**YOUR OBJECTIVE:**
Every line of the entries below from the one containing "let mut rediscovery" to the one containing "(Some(path), _) =>", both ends included, must be written out exactly. No other line belongs in the answer.
PROVIDED INFORMATION section start
//! Follow the remote log and print transitions as they arrive.

use std::path::PathBuf;
use std::time::Instant;

use chrono::Local;
use cursorhome_common::config::AppConfig;
use cursorhome_remote_monitor::{candidate_paths, parse_batch, LogTailer, LogWatcher, TailerState};
use tokio::sync::mpsc;
use tokio::time::MissedTickBehavior;

pub async fn run(config: AppConfig, path: Option<PathBuf>) -> anyhow::Result<()> {
    let candidates = match path {
        Some(path) => vec![path],
        None => candidate_paths(&config.remote),
    };
    if candidates.is_empty() {
        anyhow::bail!("no log locations configured");
    }

    let mut tailer = LogTailer::from_settings(&config.remote);
    match tailer.start(candidates.clone(), Instant::now()) {
        Some(found) => println!("Following {}", found.display()),
        None => {
            println!("No log found yet, watching:");
            for candidate in &candidates {
                println!("  {}", candidate.display());
            }
        }
    }

    let mut watch = match LogWatcher::watch(&candidates) {
        Ok(watch) => Some(watch),
        Err(e) => {
            tracing::warn!(error = %e, "File watching unavailable, polling only");
            None
        }
    };
    let mut rediscovery = tokio::time::interval(config.remote.rediscovery_interval());
    rediscovery.set_missed_tick_behavior(MissedTickBehavior::Delay);

    println!("Press Ctrl+C to stop.");
    let ctrl_c = tokio::signal::ctrl_c();
    tokio::pin!(ctrl_c);

    let mut following = tailer.path().map(PathBuf::from);
    loop {
        tokio::select! {
            result = &mut ctrl_c => {
                result?;
                break;
            }
            Some(()) = next_wake(&mut watch) => {}
            _ = rediscovery.tick() => {}
        }

        let lines = tailer.poll(Instant::now());

        let current = tailer.path().map(PathBuf::from);
        if current != following {
            match (&current, tailer.state()) {
                (Some(path), _) => println!("Following {}", path.display()),
                (None, TailerState::Searching) => println!("Log went away, searching..."),
                (None, _) => {}
            }
            following = current;
        }

        for transition in parse_batch(&lines, Instant::now()) {
            println!(
                "{}  {:<8} {}",
                Local::now().format("%H:%M:%S%.3f"),
                transition.kind.to_string(),
                transition.remote_name
            );
        }
    }

    tailer.stop();
    println!("Stopped.");
    Ok(())
}

async fn next_wake(watch: &mut Option<(LogWatcher, mpsc::UnboundedReceiver<()>)>) -> Option<()> {
    match watch {
        Some((_, rx)) => rx.recv().await,
        None => std::future::pending().await,
    }
}
//! Show or initialize the configuration file.

use std::path::Path;

use anyhow::bail;
use cursorhome_common::config::AppConfig;

pub fn run(config: &AppConfig, config_path: &Path, init: bool, force: bool) -> anyhow::Result<()> {
    if init {
        write_default(config_path, force)?;
        println!("Wrote default configuration to {}", config_path.display());
        return Ok(());
    }

    println!("# {}", config_path.display());
    println!("{}", serde_json::to_string_pretty(config)?);
    Ok(())
}

fn write_default(path: &Path, force: bool) -> anyhow::Result<()> {
    if path.exists() && !force {
        bail!("{} already exists (use --force to overwrite)", path.display());
    }
    AppConfig::default().save_to(path)?;
    Ok(())
}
PROVIDED INFORMATION section end
**EXERCISE RESPONSE:**
    let mut rediscovery = tokio::time::interval(config.remote.rediscovery_interval());
    rediscovery.set_missed_tick_behavior(MissedTickBehavior::Delay);

    println!("Press Ctrl+C to stop.");
    let ctrl_c = tokio::signal::ctrl_c();
    tokio::pin!(ctrl_c);

    let mut following = tailer.path().map(PathBuf::from);
    loop {
        tokio::select! {
            result = &mut ctrl_c => {
                result?;
                break;
            }
            Some(()) = next_wake(&mut watch) => {}
            _ = rediscovery.tick() => {}
        }

        let lines = tailer.poll(Instant::now());

        let current = tailer.path().map(PathBuf::from);
        if current != following {
            match (&current, tailer.state()) {
                (Some(path), _) => println!("Following {}", path.display()),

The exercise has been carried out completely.